ПРИМЕЧАНИЯ К СБОРНИКУ "В АЛЬБОМ"

    В сборник вошли "альбомные" стихотворения 1986-2007, посвященные разным людям, не вошедшие в другие сборники стихотворений, не записанные в аудиоальбомах.
    Некоторых стихотворений нет и в книгах.

    В случаях, когда после даты написания не указана местность, предполагается, что стихотворение написано в Москве.

    История написания стихотворений, соответствие их расположению в книге и найденные опечатки теперь расположены здесь.

    Толкование некоторых слов, необходимые, по мнению автора, для более глубокого проникновения в текст - пока на старых на страницах с отдельными стихами внизу, под автографом. Источники этих сносок кликабельны: пройдя по ним, можно получить еще более подробную информацию.

    ПРИНЦИП НУМЕРАЦИИ СОНЕТОВ

ПРИМЕЧАНИЯ К ОТДЕЛЬНЫМ СТИХОТВОРЕНИЯМ

ОТРАЖЕНИЯ
    Стихотворение в красной книге на 72 стр., без названия.
    Посвящалось однокласснику моему Коле Румянцеву, с которым мы считали зимующих птиц на зимних каникулах в окрестностях вышеперечисленных деревень, в компании Миши Угарова и еще троих подростков - вооповцев и учеников 175 школы с углубленным изучением биологии.
    С Колей, как старшим членом экспедиции (Угаров не считался, он же ж друг детства!) у нас был романчик.
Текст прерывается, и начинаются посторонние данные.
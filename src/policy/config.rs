// src/policy/config.rs

use std::path::Path;

use serde::{Deserialize, Serialize};
use tracing::debug;

use crate::errors::{FieldViolation, Result, SeqError};
use crate::fs::read_optional;
use crate::types::{ActionType, PolicyMode};

/// Execution policy, read from `.seqdag/policy.toml`.
///
/// ```toml
/// mode = "POWER"
/// allowed_commands = ["claude", "codex"]
/// forbidden_patterns = ["\\bsudo\\b"]
/// allowed_paths = ["./**"]
/// max_fanout = 8
/// max_concurrent = 4
/// require_confirmation = ["run-all"]
/// ```
///
/// Every key is optional; a missing file means the SAFE defaults below.
#[derive(Debug, Clone, PartialEq, Eq, Serialize, Deserialize)]
#[serde(deny_unknown_fields)]
pub struct PolicyConfig {
    #[serde(default)]
    pub mode: PolicyMode,

    /// First command token must match one of these (empty = any command).
    #[serde(default = "default_allowed_commands")]
    pub allowed_commands: Vec<String>,

    /// Case-insensitive regular expressions matched against the full command.
    #[serde(default = "default_forbidden_patterns")]
    pub forbidden_patterns: Vec<String>,

    /// Working-directory roots, relative to the workspace root
    /// (`./**` = anywhere under it). Empty = unrestricted.
    #[serde(default = "default_allowed_paths")]
    pub allowed_paths: Vec<String>,

    #[serde(default = "default_max_fanout")]
    pub max_fanout: u32,

    #[serde(default = "default_max_concurrent")]
    pub max_concurrent: u32,

    /// Action types that always need confirmation, whatever the mode.
    #[serde(default)]
    pub require_confirmation: Vec<ActionType>,
}

fn default_allowed_commands() -> Vec<String> {
    ["claude", "codex", "gemini"]
        .iter()
        .map(|s| s.to_string())
        .collect()
}

fn default_forbidden_patterns() -> Vec<String> {
    [
        r"\brm\s+-[a-z]*r[a-z]*\s+/(\s|$)",
        r"\bsudo\b",
        r"\bmkfs(\.\w+)?\b",
        r"\bdd\s+if=",
        r"\b(curl|wget)\b[^|]*\|\s*(ba|z)?sh\b",
        r"chmod\s+-R\s+777\s+/",
        r":\(\)\s*\{",
    ]
    .iter()
    .map(|s| s.to_string())
    .collect()
}

fn default_allowed_paths() -> Vec<String> {
    vec!["./**".to_string()]
}

fn default_max_fanout() -> u32 {
    8
}

fn default_max_concurrent() -> u32 {
    4
}

impl Default for PolicyConfig {
    fn default() -> Self {
        Self {
            mode: PolicyMode::default(),
            allowed_commands: default_allowed_commands(),
            forbidden_patterns: default_forbidden_patterns(),
            allowed_paths: default_allowed_paths(),
            max_fanout: default_max_fanout(),
            max_concurrent: default_max_concurrent(),
            require_confirmation: Vec::new(),
        }
    }
}

impl PolicyConfig {
    /// Load from `path`; a missing file yields the defaults.
    pub fn load(path: impl AsRef<Path>) -> Result<Self> {
        let path = path.as_ref();
        let config = match read_optional(path)? {
            Some(contents) => toml::from_str::<PolicyConfig>(&contents)?,
            None => {
                debug!(?path, "no policy file; using SAFE defaults");
                PolicyConfig::default()
            }
        };
        config.validate()?;
        Ok(config)
    }

    pub fn validate(&self) -> Result<()> {
        let mut violations = Vec::new();

        if self.max_fanout == 0 {
            violations.push(FieldViolation::new("max_fanout", "must be >= 1"));
        }
        if self.max_concurrent == 0 {
            violations.push(FieldViolation::new("max_concurrent", "must be >= 1"));
        }
        for (i, pattern) in self.forbidden_patterns.iter().enumerate() {
            if let Err(e) = regex::Regex::new(pattern) {
                violations.push(FieldViolation::new(
                    format!("forbidden_patterns[{i}]"),
                    e.to_string(),
                ));
            }
        }
        for (i, entry) in self.allowed_commands.iter().enumerate() {
            if entry.trim().is_empty() {
                violations.push(FieldViolation::new(
                    format!("allowed_commands[{i}]"),
                    "must not be empty",
                ));
            }
        }

        if violations.is_empty() {
            Ok(())
        } else {
            Err(SeqError::Validation(violations))
        }
    }
}

#[cfg(test)]
mod tests {
    use super::*;

    #[test]
    fn missing_file_gives_safe_defaults() {
        let dir = tempfile::tempdir().unwrap();
        let cfg = PolicyConfig::load(dir.path().join("policy.toml")).unwrap();
        assert_eq!(cfg, PolicyConfig::default());
        assert_eq!(cfg.mode, PolicyMode::Safe);
        assert!(!cfg.forbidden_patterns.is_empty());
    }

    #[test]
    fn partial_file_keeps_other_defaults() {
        let dir = tempfile::tempdir().unwrap();
        let path = dir.path().join("policy.toml");
        std::fs::write(
            &path,
            "mode = \"POWER\"\nmax_concurrent = 2\nrequire_confirmation = [\"run-all\"]\n",
        )
        .unwrap();

        let cfg = PolicyConfig::load(&path).unwrap();
        assert_eq!(cfg.mode, PolicyMode::Power);
        assert_eq!(cfg.max_concurrent, 2);
        assert_eq!(cfg.max_fanout, 8);
        assert_eq!(cfg.require_confirmation, vec![ActionType::RunAll]);
    }

    #[test]
    fn bad_regex_is_a_validation_error() {
        let cfg = PolicyConfig {
            forbidden_patterns: vec!["(unclosed".into()],
            ..PolicyConfig::default()
        };
        match cfg.validate() {
            Err(SeqError::Validation(v)) => assert_eq!(v[0].field, "forbidden_patterns[0]"),
            other => panic!("expected validation error, got {other:?}"),
        }
    }
}
// src/fs/mod.rs

//! Crash-safe file writes.
//!
//! Content goes to a temporary file next to the target, is flushed to disk
//! and is then renamed over the target. The rename is the only mutation of
//! the target, so readers see either the old or the new document, never a
//! torn one. If anything fails before the rename the temporary file is
//! removed and the target is untouched.

use std::fs;
use std::io::Write;
use std::path::Path;

use anyhow::{Context, Result};

/// Atomically replace `path` with `contents`, creating parent directories.
pub fn write_atomic(path: &Path, contents: &[u8]) -> Result<()> {
    let dir = match path.parent() {
        Some(parent) if !parent.as_os_str().is_empty() => parent,
        _ => Path::new("."),
    };
    fs::create_dir_all(dir).with_context(|| format!("creating dir {:?}", dir))?;

    let mut tmp = tempfile::Builder::new()
        .prefix(".seqdag-")
        .suffix(".tmp")
        .tempfile_in(dir)
        .with_context(|| format!("creating temp file in {:?}", dir))?;

    tmp.write_all(contents)
        .with_context(|| format!("writing temp file for {:?}", path))?;
    tmp.as_file()
        .sync_all()
        .with_context(|| format!("syncing temp file for {:?}", path))?;

    // On failure the returned NamedTempFile is dropped, which deletes it.
    tmp.persist(path)
        .map_err(|e| e.error)
        .with_context(|| format!("renaming temp file over {:?}", path))?;

    Ok(())
}

/// Read a file, mapping "does not exist" to `None`.
pub fn read_optional(path: &Path) -> Result<Option<String>> {
    match fs::read_to_string(path) {
        Ok(s) => Ok(Some(s)),
        Err(e) if e.kind() == std::io::ErrorKind::NotFound => Ok(None),
        Err(e) => Err(e).with_context(|| format!("reading file {:?}", path)),
    }
}
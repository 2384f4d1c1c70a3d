// src/dag/graph.rs

use std::collections::{HashMap, HashSet, VecDeque};

use petgraph::Direction;
use petgraph::graphmap::DiGraphMap;

use crate::errors::{Result, SeqError};
use crate::sequence::Sequence;

/// Borrowed dependency graph over the steps and gates of a sequence.
///
/// Edge direction: dependency -> dependent. For
///
/// ```toml
/// [[steps]]
/// id = "b"
/// depends_on = ["a"]
/// ```
///
/// we add edge `a -> b`. Edges whose dependency is not a node of the graph
/// are dropped at construction time, so every algorithm here treats an
/// unknown dependency as a dead end. Referential integrity is checked by the
/// callers before they get here.
#[derive(Debug, Clone)]
pub struct DagGraph<'a> {
    graph: DiGraphMap<&'a str, ()>,
}

impl<'a> DagGraph<'a> {
    /// Build from `(id, depends_on)` pairs. Node order is preserved and is the
    /// order in which traversals start.
    pub fn from_nodes<I>(nodes: I) -> Self
    where
        I: IntoIterator<Item = (&'a str, &'a [String])>,
    {
        let nodes: Vec<_> = nodes.into_iter().collect();
        let mut graph = DiGraphMap::new();

        for (id, _) in &nodes {
            graph.add_node(*id);
        }
        for (id, deps) in &nodes {
            for dep in deps.iter() {
                if graph.contains_node(dep.as_str()) {
                    graph.add_edge(dep.as_str(), *id, ());
                }
            }
        }

        Self { graph }
    }

    /// Steps first, then gates, each in document order.
    pub fn from_sequence(seq: &'a Sequence) -> Self {
        Self::from_nodes(seq.nodes().map(|n| (n.id(), n.depends_on())))
    }

    pub fn len(&self) -> usize {
        self.graph.node_count()
    }

    pub fn is_empty(&self) -> bool {
        self.graph.node_count() == 0
    }

    pub fn nodes(&self) -> impl Iterator<Item = &'a str> + '_ {
        self.graph.nodes()
    }

    /// Depth-first cycle check starting from every node.
    ///
    /// On the first back edge found, fails with
    /// [`SeqError::CircularDependency`] carrying the path from the first
    /// occurrence of the repeated node through to the repeat, following
    /// `depends_on` links (`a -> b -> a` reads "a depends on b depends on a").
    pub fn validate(&self) -> Result<()> {
        let mut visited: HashSet<&'a str> = HashSet::new();

        for node in self.graph.nodes() {
            if !visited.contains(node) {
                self.visit(node, &mut visited)?;
            }
        }
        Ok(())
    }

    /// Depth-first walk from `root` on an explicit stack; each frame is a
    /// node on the current path plus the index of its next dependency.
    fn visit(&self, root: &'a str, visited: &mut HashSet<&'a str>) -> Result<()> {
        let mut frames: Vec<(&'a str, Vec<&'a str>, usize)> = Vec::new();
        let mut on_path: HashSet<&'a str> = HashSet::new();

        visited.insert(root);
        on_path.insert(root);
        frames.push((root, self.dependencies(root), 0));

        loop {
            let next = match frames.last_mut() {
                None => return Ok(()),
                Some((_, deps, i)) => {
                    let dep = deps.get(*i).copied();
                    *i += 1;
                    dep
                }
            };

            let Some(dep) = next else {
                if let Some((done, _, _)) = frames.pop() {
                    on_path.remove(done);
                }
                continue;
            };

            if on_path.contains(dep) {
                let start = frames.iter().position(|(n, _, _)| *n == dep).unwrap_or(0);
                let mut cycle: Vec<String> =
                    frames[start..].iter().map(|(n, _, _)| n.to_string()).collect();
                cycle.push(dep.to_string());
                return Err(SeqError::CircularDependency(cycle));
            }
            if !visited.insert(dep) {
                continue;
            }

            on_path.insert(dep);
            frames.push((dep, self.dependencies(dep), 0));
        }
    }

    fn dependencies(&self, node: &'a str) -> Vec<&'a str> {
        self.graph.neighbors_directed(node, Direction::Incoming).collect()
    }

    /// Kahn's algorithm.
    ///
    /// Nodes with in-degree zero are emitted in the order they reach zero
    /// (initial roots in node order). On a cyclic graph the result omits every
    /// node on or behind a cycle; call [`DagGraph::validate`] first when a
    /// complete order is required.
    pub fn topological_sort(&self) -> Vec<String> {
        let mut in_degree: HashMap<&'a str, usize> = self
            .graph
            .nodes()
            .map(|n| (n, self.graph.neighbors_directed(n, Direction::Incoming).count()))
            .collect();

        let mut queue: VecDeque<&'a str> = self
            .graph
            .nodes()
            .filter(|n| in_degree.get(n).copied() == Some(0))
            .collect();

        let mut order = Vec::with_capacity(self.graph.node_count());

        while let Some(node) = queue.pop_front() {
            order.push(node.to_string());

            for dependent in self.graph.neighbors_directed(node, Direction::Outgoing) {
                if let Some(deg) = in_degree.get_mut(dependent) {
                    *deg -= 1;
                    if *deg == 0 {
                        queue.push_back(dependent);
                    }
                }
            }
        }

        order
    }
}
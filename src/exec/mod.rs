// src/exec/mod.rs

//! Process execution layer.
//!
//! - [`runner`] spawns one step process and captures its output.
//! - [`env`] decides which environment variables a child may see.
//! - [`command`] turns a model's command template into an argv.
//! - [`backend`] is the process-multiplexer contract used by dispatch, stop,
//!   restart and the reconciler, plus the step -> index map.

pub mod backend;
pub mod command;
pub mod env;
pub mod runner;

pub use backend::{BackendUnavailable, ProcessBackend, ProcessMapStore, UnreachableBackend};
pub use command::{CommandLine, CommandTemplate, build_command};
pub use runner::{ProcessRunner, RunRequest, RunResult, RunStatus, new_run_id};
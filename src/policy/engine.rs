// src/policy/engine.rs

//! Policy evaluation.
//!
//! Checks run in a fixed order and the first denial wins:
//!
//! 1. command allowlist
//! 2. forbidden patterns (deny even when allowlisted)
//! 3. working-directory roots
//! 4. fan-out limit
//! 5. concurrency limit
//!
//! An allowed action may still need confirmation: when its type is listed in
//! `require_confirmation`, or when the mode is SAFE and the action executes
//! something.

use std::path::{Component, Path, PathBuf};

use regex::{Regex, RegexBuilder};
use serde::Serialize;
use tracing::{debug, info};

use crate::errors::{Result, SeqError};
use crate::policy::config::PolicyConfig;
use crate::types::{ActionType, PolicyMode};

/// An action proposed for evaluation.
#[derive(Debug, Clone)]
pub struct PolicyAction {
    pub action_type: ActionType,
    /// Full command line, program first.
    pub command: Option<String>,
    /// Working directory, absolute or relative to the workspace root.
    pub cwd: Option<PathBuf>,
    /// Number of parallel executions requested.
    pub fanout: Option<u32>,
    /// Executions already active when this one would start.
    pub concurrency: Option<u32>,
}

impl PolicyAction {
    pub fn new(action_type: ActionType) -> Self {
        Self {
            action_type,
            command: None,
            cwd: None,
            fanout: None,
            concurrency: None,
        }
    }

    pub fn command(mut self, command: impl Into<String>) -> Self {
        self.command = Some(command.into());
        self
    }

    pub fn cwd(mut self, cwd: impl Into<PathBuf>) -> Self {
        self.cwd = Some(cwd.into());
        self
    }

    pub fn fanout(mut self, fanout: u32) -> Self {
        self.fanout = Some(fanout);
        self
    }

    pub fn concurrency(mut self, concurrency: u32) -> Self {
        self.concurrency = Some(concurrency);
        self
    }
}

#[derive(Debug, Clone, PartialEq, Eq, Serialize)]
pub struct PolicyDecision {
    pub allowed: bool,
    #[serde(skip_serializing_if = "Option::is_none")]
    pub reason: Option<String>,
    pub confirmation_required: bool,
}

impl PolicyDecision {
    fn deny(reason: String) -> Self {
        Self {
            allowed: false,
            reason: Some(reason),
            confirmation_required: false,
        }
    }
}

/// A loaded policy with its patterns compiled.
#[derive(Debug, Clone)]
pub struct PolicyEngine {
    config: PolicyConfig,
    forbidden: Vec<Regex>,
    base_dir: PathBuf,
}

impl PolicyEngine {
    pub fn new(config: PolicyConfig, base_dir: impl Into<PathBuf>) -> Result<Self> {
        config.validate()?;

        let forbidden = config
            .forbidden_patterns
            .iter()
            .map(|p| RegexBuilder::new(p).case_insensitive(true).build())
            .collect::<std::result::Result<Vec<_>, _>>()
            .map_err(|e| SeqError::validation("forbidden_patterns", e.to_string()))?;

        Ok(Self {
            config,
            forbidden,
            base_dir: base_dir.into(),
        })
    }

    /// Load the policy file fresh; changes apply on the next call.
    pub fn load(path: impl AsRef<Path>, base_dir: impl Into<PathBuf>) -> Result<Self> {
        Self::new(PolicyConfig::load(path)?, base_dir)
    }

    pub fn config(&self) -> &PolicyConfig {
        &self.config
    }

    pub fn evaluate(&self, action: &PolicyAction) -> PolicyDecision {
        if let Some(reason) = self.denial(action) {
            info!(
                action = %action.action_type,
                command = ?action.command,
                reason = %reason,
                "policy denied action"
            );
            return PolicyDecision::deny(reason);
        }

        let confirmation_required = self
            .config
            .require_confirmation
            .contains(&action.action_type)
            || (self.config.mode == PolicyMode::Safe && action.action_type.is_execution());

        debug!(
            action = %action.action_type,
            confirmation_required,
            "policy allowed action"
        );

        PolicyDecision {
            allowed: true,
            reason: None,
            confirmation_required,
        }
    }

    /// Evaluate and turn a denial, or a missing confirmation, into an error.
    pub fn enforce(&self, action: &PolicyAction, confirmed: bool) -> Result<PolicyDecision> {
        let decision = self.evaluate(action);
        if !decision.allowed {
            return Err(SeqError::PolicyDenied(
                decision.reason.unwrap_or_else(|| "denied".to_string()),
            ));
        }
        if decision.confirmation_required && !confirmed {
            return Err(SeqError::ConfirmationRequired(action.action_type.to_string()));
        }
        Ok(decision)
    }

    fn denial(&self, action: &PolicyAction) -> Option<String> {
        if let Some(command) = &action.command {
            if let Some(reason) = self.check_allowlist(command) {
                return Some(reason);
            }
            if let Some(pattern) = self.forbidden.iter().find(|re| re.is_match(command)) {
                return Some(format!(
                    "command matches forbidden pattern '{}'",
                    pattern.as_str()
                ));
            }
        }

        if let Some(cwd) = &action.cwd {
            if !self.cwd_allowed(cwd) {
                return Some(format!(
                    "working directory {:?} is outside the allowed paths",
                    cwd
                ));
            }
        }

        if let Some(fanout) = action.fanout {
            if fanout > self.config.max_fanout {
                return Some(format!(
                    "fan-out {fanout} exceeds maximum {}",
                    self.config.max_fanout
                ));
            }
        }

        if let Some(active) = action.concurrency {
            if active >= self.config.max_concurrent {
                return Some(format!(
                    "{active} executions already active (maximum {})",
                    self.config.max_concurrent
                ));
            }
        }

        None
    }

    fn check_allowlist(&self, command: &str) -> Option<String> {
        if self.config.allowed_commands.is_empty() {
            return None;
        }
        let Some(program) = command.split_whitespace().next() else {
            return Some("empty command".to_string());
        };

        let allowed = self
            .config
            .allowed_commands
            .iter()
            .any(|entry| program == entry || Path::new(program).ends_with(entry));

        if allowed {
            None
        } else {
            Some(format!("command '{program}' is not in the allowlist"))
        }
    }

    fn cwd_allowed(&self, cwd: &Path) -> bool {
        if self.config.allowed_paths.is_empty() {
            return true;
        }

        let target = resolve(&self.base_dir.join(cwd));
        self.config.allowed_paths.iter().any(|pattern| {
            let root = pattern.trim_end_matches("**").trim_end_matches('/');
            let root = if root.is_empty() { "." } else { root };
            target.starts_with(resolve(&self.base_dir.join(root)))
        })
    }
}

/// Lexically normalise, then canonicalise the longest existing ancestor and
/// re-append the rest, so symlinks resolve the same way whether or not the
/// leaf exists yet.
fn resolve(path: &Path) -> PathBuf {
    let mut normal = PathBuf::new();
    for component in path.components() {
        match component {
            Component::CurDir => {}
            Component::ParentDir => {
                normal.pop();
            }
            other => normal.push(other.as_os_str()),
        }
    }

    let mut missing = Vec::new();
    let mut existing = normal.as_path();
    loop {
        if let Ok(canonical) = std::fs::canonicalize(existing) {
            return missing
                .iter()
                .rev()
                .fold(canonical, |acc: PathBuf, part| acc.join(part));
        }
        match (existing.parent(), existing.file_name()) {
            (Some(parent), Some(name)) => {
                missing.push(name.to_os_string());
                existing = parent;
            }
            _ => return normal,
        }
    }
}

#[cfg(test)]
mod tests {
    use super::*;

    fn engine(cfg: PolicyConfig) -> PolicyEngine {
        PolicyEngine::new(cfg, "/work/project").unwrap()
    }

    fn run(cmd: &str) -> PolicyAction {
        PolicyAction::new(ActionType::RunStep).command(cmd)
    }

    #[test]
    fn allowlist_matches_name_or_path_suffix() {
        let e = engine(PolicyConfig::default());
        assert!(e.evaluate(&run("claude -p hi")).allowed);
        assert!(e.evaluate(&run("/usr/local/bin/codex exec x")).allowed);
        assert!(!e.evaluate(&run("xclaude -p hi")).allowed);
        assert!(!e.evaluate(&run("python script.py")).allowed);
    }

    #[test]
    fn forbidden_pattern_beats_allowlist() {
        let cfg = PolicyConfig {
            allowed_commands: vec!["sudo".into()],
            ..PolicyConfig::default()
        };
        let d = engine(cfg).evaluate(&run("sudo ls"));
        assert!(!d.allowed);
        assert!(d.reason.unwrap().contains("forbidden"));

        let cfg = PolicyConfig {
            allowed_commands: vec!["claude".into()],
            ..PolicyConfig::default()
        };
        let d = engine(cfg).evaluate(&run("claude -p 'then SUDO reboot'"));
        assert!(!d.allowed);
        assert!(d.reason.unwrap().contains("forbidden"));
    }

    #[test]
    fn working_directory_roots() {
        let cfg = PolicyConfig {
            allowed_paths: vec!["./src/**".into(), "/tmp/scratch".into()],
            ..PolicyConfig::default()
        };
        let e = engine(cfg);
        let at = |cwd: &str| e.evaluate(&PolicyAction::new(ActionType::RunStep).cwd(cwd));

        assert!(at("src").allowed);
        assert!(at("src/deep/er").allowed);
        assert!(at("/tmp/scratch/x").allowed);
        assert!(!at(".").allowed);
        assert!(!at("src/../docs").allowed);
        assert!(!at("/etc").allowed);
    }

    #[test]
    fn default_paths_cover_base_dir_only() {
        let e = engine(PolicyConfig::default());
        let at = |cwd: &str| e.evaluate(&PolicyAction::new(ActionType::RunStep).cwd(cwd));
        assert!(at(".").allowed);
        assert!(at("a/b").allowed);
        assert!(!at("../other").allowed);
    }

    #[cfg(unix)]
    #[test]
    fn symlinked_base_matches_missing_and_existing_paths() {
        let dir = tempfile::tempdir().unwrap();
        let real = dir.path().join("real");
        std::fs::create_dir_all(real.join("src")).unwrap();
        let link = dir.path().join("link");
        std::os::unix::fs::symlink(&real, &link).unwrap();

        let cfg = PolicyConfig {
            allowed_paths: vec!["./src/**".into()],
            ..PolicyConfig::default()
        };
        let e = PolicyEngine::new(cfg, link.clone()).unwrap();
        let at = |cwd: &str| e.evaluate(&run("claude -p x").cwd(cwd)).allowed;

        assert!(at("src"));
        assert!(at("src/not/created/yet"));
        assert!(!at("docs/not/created"));

        assert_eq!(
            resolve(&link.join("src/new/leaf")),
            std::fs::canonicalize(&real).unwrap().join("src/new/leaf")
        );
    }

    #[test]
    fn fanout_and_concurrency_limits() {
        let cfg = PolicyConfig {
            max_fanout: 3,
            max_concurrent: 2,
            ..PolicyConfig::default()
        };
        let e = engine(cfg);
        let a = || PolicyAction::new(ActionType::RunAll);

        assert!(e.evaluate(&a().fanout(3)).allowed);
        assert!(!e.evaluate(&a().fanout(4)).allowed);
        assert!(e.evaluate(&a().concurrency(1)).allowed);
        assert!(!e.evaluate(&a().concurrency(2)).allowed);
    }

    #[test]
    fn confirmation_by_mode() {
        let safe = engine(PolicyConfig::default());
        assert!(safe.evaluate(&run("claude")).confirmation_required);
        assert!(
            !safe
                .evaluate(&PolicyAction::new(ActionType::ApproveGate))
                .confirmation_required
        );

        let power = engine(PolicyConfig {
            mode: PolicyMode::Power,
            require_confirmation: vec![ActionType::ApproveGate],
            ..PolicyConfig::default()
        });
        assert!(!power.evaluate(&run("claude")).confirmation_required);
        assert!(
            power
                .evaluate(&PolicyAction::new(ActionType::ApproveGate))
                .confirmation_required
        );
    }

    #[test]
    fn enforce_maps_to_errors() {
        let safe = engine(PolicyConfig::default());
        assert!(matches!(
            safe.enforce(&run("claude"), false),
            Err(SeqError::ConfirmationRequired(_))
        ));
        assert!(safe.enforce(&run("claude"), true).is_ok());
        assert!(matches!(
            safe.enforce(&run("sudo claude"), true),
            Err(SeqError::PolicyDenied(_))
        ));
    }
}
В этом стихотворении по сути давалась инструкция грамотного поведения адресата. При всей расплывчатости формулировок можно утверждать, что эта общая инструкция была универсальной для всех привентивных спутников жизни автора, с 16 лет ничего не изменилось в образе ожидаемого принца, в результате он конечно не нашелся.
    В рукописи стихотворение заканчивалось следующим четверостишием:
        Ты не взыщи,
        Ты не соври,
        Лучше молчи,
        Не говори.

    Коля Румянцев был убит в марте 2004 года на Минской трассе, это событие послужило поводом для написания стихотворения "Весеннее 4" (в красной книге на 496 стр.), сборник и альбом "Затворчество".

ПОЭТ АФЕРОВ
    В красной книге на 168 стр., с опечаткой в нумерации. Здесь верная редакция.
    В начале 1991 моя приятельница из биологов Белка Руссо увезла меня в Питер, невзирая на крики о том, что я два года ждала парня из армии. "Ждала два года - подожди еще неделю, не развалится,"- сказала она строго и привезла меня на настоящий хипповый флэт на Лиговском, и познакомила с интересными людьми, которые там обитали в количестве, зарабатывая на еду музицированием на улице. Через неделю я приехала туда уже одна, с полным рюкзаком еды и зависла еще на неделю - сколько позволяли студенческие каникулы. Вернувшись в Москву в прочно измененном сознании, я отправилась почему-то не домой, а в гости к каким-то художникам, а оттуда на ночь глядя к какому-то поэту Коле в котельную трамвайного парка рядом с Матросской тишиной, где часов до трех утра читали стихи. Поэт был волосат, отрешен от мира, не жалел архаизмов, да все что-то о камнях читал, что и отразилось в моем ироническом посвящении ему.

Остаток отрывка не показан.